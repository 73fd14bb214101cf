use crate::geometry::{Axis, BoxExtent};
use glam::Vec3;

/// Allowed range for the centre of a box of size `contained` along `axis`.
///
/// The container is centred on the origin horizontally and rests on the
/// floor vertically, so Y spans `[0, height]`. When the contained box does
/// not fit on an axis the range collapses onto the container centre.
pub fn axis_bounds(axis: Axis, contained: &BoxExtent, container: &BoxExtent) -> (f32, f32) {
    let half = contained.along(axis) * 0.5;
    let container_size = container.along(axis);
    let (min, max) = match axis {
        Axis::X | Axis::Z => (-container_size * 0.5 + half, container_size * 0.5 - half),
        Axis::Y => (half, container_size - half),
    };
    if min > max {
        let center = match axis {
            Axis::X | Axis::Z => 0.0,
            Axis::Y => container_size * 0.5,
        };
        return (center, center);
    }
    (min, max)
}

/// Nearest centre position that keeps `contained` inside `container`.
pub fn clamp_to_container(desired: Vec3, contained: &BoxExtent, container: &BoxExtent) -> Vec3 {
    let mut out = desired;
    for axis in Axis::ALL {
        let (min, max) = axis_bounds(axis, contained, container);
        let value = axis.component(desired);
        out = axis.with_component(out, min.max(max.min(value)));
    }
    out
}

----------------

In the answer, please give only the lines from the line containing "for axis in" through the final line of the data, copied exactly.

    for axis in Axis::ALL {
        let (min, max) = axis_bounds(axis, contained, container);
        let value = axis.component(desired);
        out = axis.with_component(out, min.max(max.min(value)));
    }
    out
}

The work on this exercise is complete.